Dataset entries:
═══
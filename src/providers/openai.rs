//! Chat-completions backend
//!
//! Speaks the OpenAI-style `/chat/completions` protocol, which covers
//! OpenRouter, OpenAI and most self-hosted gateways. Streaming uses
//! server-sent events.

use std::sync::Arc;
use std::time::Duration;

use async_trait::async_trait;
use futures::{future, StreamExt};
use reqwest::Client;
use serde::{Deserialize, Serialize};

use crate::config::BackendConfig;
use crate::error::{BackendError, Result};
use crate::providers::base::{parse_arguments, render_messages, ChatMessage};
use crate::providers::credentials::CredentialProvider;
use crate::providers::http::{line_stream, send_checked};
use crate::providers::{Backend, FragmentStream, GenerationRequest, GenerationResult, Usage};
use crate::tools::{CapabilityCall, CapabilityDescriptor};

#[derive(Debug, Serialize)]
struct ChatRequest {
    model: String,
    messages: Vec<ChatMessage>,
    temperature: f32,
    max_tokens: u32,
    #[serde(skip_serializing_if = "Vec::is_empty")]
    tools: Vec<ChatTool>,
    stream: bool,
}

#[derive(Debug, Serialize)]
struct ChatTool {
    r#type: &'static str,
    function: ChatFunction,
}

#[derive(Debug, Serialize)]
struct ChatFunction {
    name: String,
    description: String,
    parameters: serde_json::Value,
}

impl From<&CapabilityDescriptor> for ChatTool {
    fn from(descriptor: &CapabilityDescriptor) -> Self {
        Self {
            r#type: "function",
            function: ChatFunction {
                name: descriptor.name.clone(),
                description: descriptor.description.clone(),
                parameters: descriptor.parameters.clone(),
            },
        }
    }
}

#[derive(Debug, Deserialize)]
struct ChatResponse {
    #[serde(default)]
    choices: Vec<ChatChoice>,
    #[serde(default)]
    usage: Option<ChatUsage>,
}

#[derive(Debug, Deserialize)]
struct ChatChoice {
    message: ChatResponseMessage,
}

#[derive(Debug, Deserialize)]
struct ChatResponseMessage {
    #[serde(default)]
    content: Option<String>,
    #[serde(default)]
    tool_calls: Vec<ChatToolCall>,
}

#[derive(Debug, Deserialize)]
struct ChatToolCall {
    #[serde(default)]
    id: Option<String>,
    function: ChatFunctionCall,
}

#[derive(Debug, Deserialize)]
struct ChatFunctionCall {
    name: String,
    #[serde(default)]
    arguments: String,
}

#[derive(Debug, Deserialize)]
struct ChatUsage {
    #[serde(default)]
    prompt_tokens: u32,
    #[serde(default)]
    completion_tokens: u32,
}

#[derive(Debug, Deserialize)]
struct ChatChunk {
    #[serde(default)]
    choices: Vec<ChunkChoice>,
}

#[derive(Debug, Deserialize)]
struct ChunkChoice {
    #[serde(default)]
    delta: ChunkDelta,
}

#[derive(Debug, Default, Deserialize)]
struct ChunkDelta {
    #[serde(default)]
    content: Option<String>,
}

/// Payload of one SSE `data:` line
enum SseEvent {
    Fragment(String),
    Done,
    Skip,
}

fn parse_sse_line(line: &str) -> SseEvent {
    let Some(data) = line.strip_prefix("data:").map(str::trim) else {
        return SseEvent::Skip;
    };
    if data == "[DONE]" {
        return SseEvent::Done;
    }
    match serde_json::from_str::<ChatChunk>(data) {
        Ok(chunk) => chunk
            .choices
            .into_iter()
            .next()
            .and_then(|choice| choice.delta.content)
            .filter(|content| !content.is_empty())
            .map(SseEvent::Fragment)
            .unwrap_or(SseEvent::Skip),
        Err(e) => {
            tracing::debug!(error = %e, "Ignoring unparseable stream chunk");
            SseEvent::Skip
        }
    }
}

/// Backend for chat-completions style APIs
pub struct OpenAiCompatBackend {
    name: String,
    client: Client,
    base_url: String,
    model: String,
    credentials: Option<Arc<dyn CredentialProvider>>,
}

impl OpenAiCompatBackend {
    /// Create the backend
    ///
    /// `credentials` is `None` for endpoints that need no authorization.
    ///
    /// # Errors
    ///
    /// Returns an error if the HTTP client cannot be built
    pub fn new(
        name: &str,
        config: &BackendConfig,
        credentials: Option<Arc<dyn CredentialProvider>>,
    ) -> Result<Self> {
        let client = Client::builder()
            .timeout(Duration::from_secs(config.request_timeout_secs))
            .build()?;
        Ok(Self {
            name: name.to_string(),
            client,
            base_url: config.base_url.trim_end_matches('/').to_string(),
            model: config.model.clone(),
            credentials,
        })
    }

    fn build_request(&self, request: &GenerationRequest, stream: bool) -> ChatRequest {
        ChatRequest {
            model: self.model.clone(),
            messages: render_messages(request),
            temperature: request.params.temperature,
            max_tokens: request.params.max_output_tokens,
            tools: request.capabilities.iter().map(ChatTool::from).collect(),
            stream,
        }
    }

    fn post(&self, body: &ChatRequest) -> std::result::Result<reqwest::RequestBuilder, BackendError> {
        let mut builder = self
            .client
            .post(format!("{}/chat/completions", self.base_url))
            .json(body);
        if let Some(credentials) = &self.credentials {
            let token = credentials
                .get_token(&self.name)
                .map_err(|e| BackendError::Permanent(e.to_string()))?;
            builder = builder.bearer_auth(token.expose());
        }
        Ok(builder)
    }
}

#[async_trait]
impl Backend for OpenAiCompatBackend {
    fn name(&self) -> &str {
        &self.name
    }

    async fn generate(
        &self,
        request: &GenerationRequest,
    ) -> std::result::Result<GenerationResult, BackendError> {
        let body = self.build_request(request, false);
        tracing::debug!(
            backend = %self.name,
            messages = body.messages.len(),
            tools = body.tools.len(),
            "Sending chat completion request"
        );

        let response = send_checked(self.post(&body)?).await?;
        let parsed: ChatResponse = response
            .json()
            .await
            .map_err(|e| BackendError::Unavailable(format!("invalid response body: {}", e)))?;

        let choice = parsed
            .choices
            .into_iter()
            .next()
            .ok_or_else(|| BackendError::Unavailable("response has no choices".to_string()))?;
        let invocations = choice
            .message
            .tool_calls
            .into_iter()
            .map(|call| {
                let mut invocation =
                    CapabilityCall::new(call.function.name, parse_arguments(&call.function.arguments));
                if let Some(id) = call.id {
                    invocation.id = id;
                }
                invocation
            })
            .collect();
        let usage = parsed
            .usage
            .map(|u| Usage::new(u.prompt_tokens, u.completion_tokens))
            .unwrap_or_default();

        Ok(GenerationResult {
            text: choice.message.content.unwrap_or_default(),
            usage,
            invocations,
            backend: self.name.clone(),
        })
    }

    fn supports_streaming(&self) -> bool {
        true
    }

    async fn stream(
        &self,
        request: &GenerationRequest,
    ) -> std::result::Result<FragmentStream, BackendError> {
        let body = self.build_request(request, true);
        let response = send_checked(self.post(&body)?).await?;
        let fragments = line_stream(response)
            .map(|line| line.map(|l| parse_sse_line(&l)))
            .take_while(|event| future::ready(!matches!(event, Ok(SseEvent::Done))))
            .filter_map(|event| {
                future::ready(match event {
                    Ok(SseEvent::Fragment(text)) => Some(Ok(text)),
                    Ok(_) => None,
                    Err(e) => Some(Err(e)),
                })
            });
        Ok(Box::pin(fragments))
    }
}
═══
** Exercise instructions **
Reproduce every line from the entries that holds the word "GenerationRequest".

** Task output **
use crate::providers::{Backend, FragmentStream, GenerationRequest, GenerationResult, Usage};
    fn build_request(&self, request: &GenerationRequest, stream: bool) -> ChatRequest {
        request: &GenerationRequest,
        request: &GenerationRequest,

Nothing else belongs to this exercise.